Your task:
The line containing "fn recency(&self) ->" and all lines following it in the listing below are to be reproduced exactly, with no other lines.

Exercise data:
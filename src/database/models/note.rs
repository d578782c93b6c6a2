use chrono::{DateTime, Utc};
use serde::{Deserialize, Serialize};
use sqlx::FromRow;
use uuid::Uuid;

use super::{non_blank, OwnedResource, Resource};
use crate::database::{Database, ResourceStore};
use crate::error::ApiError;

/// A markdown note. `content` is stored verbatim.
#[derive(Debug, Clone, PartialEq, Serialize, FromRow)]
#[serde(rename_all = "camelCase")]
pub struct Note {
    pub id: Uuid,
    pub title: String,
    pub content: String,
    pub user_id: Uuid,
    pub created_at: DateTime<Utc>,
    pub updated_at: DateTime<Utc>,
}

#[derive(Debug, Default, Deserialize)]
pub struct NoteDraft {
    pub title: Option<String>,
    pub content: Option<String>,
}

#[derive(Debug, Default, Clone, Deserialize)]
pub struct NotePatch {
    pub title: Option<String>,
    pub content: Option<String>,
}

impl OwnedResource for Note {
    fn id(&self) -> Uuid {
        self.id
    }

    fn owner_id(&self) -> Uuid {
        self.user_id
    }
}

impl Resource for Note {
    type Draft = NoteDraft;
    type Patch = NotePatch;

    const KIND: &'static str = "Note";

    fn from_draft(owner_id: Uuid, draft: NoteDraft, now: DateTime<Utc>) -> Result<Self, ApiError> {
        let title = non_blank(draft.title).ok_or_else(|| ApiError::validation("Title is required"))?;
        let content = draft
            .content
            .filter(|c| !c.trim().is_empty())
            .ok_or_else(|| ApiError::validation("Content is required"))?;

        Ok(Self {
            id: Uuid::new_v4(),
            title,
            content,
            user_id: owner_id,
            created_at: now,
            updated_at: now,
        })
    }

    fn apply_patch(&mut self, patch: NotePatch, now: DateTime<Utc>) {
        if let Some(title) = non_blank(patch.title) {
            self.title = title;
        }
        // Markdown whitespace is significant, so only a blank body is ignored.
        if let Some(content) = patch.content.filter(|c| !c.trim().is_empty()) {
            self.content = content;
        }
        self.updated_at = now;
    }

    fn recency(&self) -> DateTime<Utc> {
        self.updated_at
    }

    fn store(db: &Database) -> &dyn ResourceStore<Self> {
        db.notes()
    }
}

Answer to the problem:
    fn recency(&self) -> DateTime<Utc> {
        self.updated_at
    }

    fn store(db: &Database) -> &dyn ResourceStore<Self> {
        db.notes()
    }
}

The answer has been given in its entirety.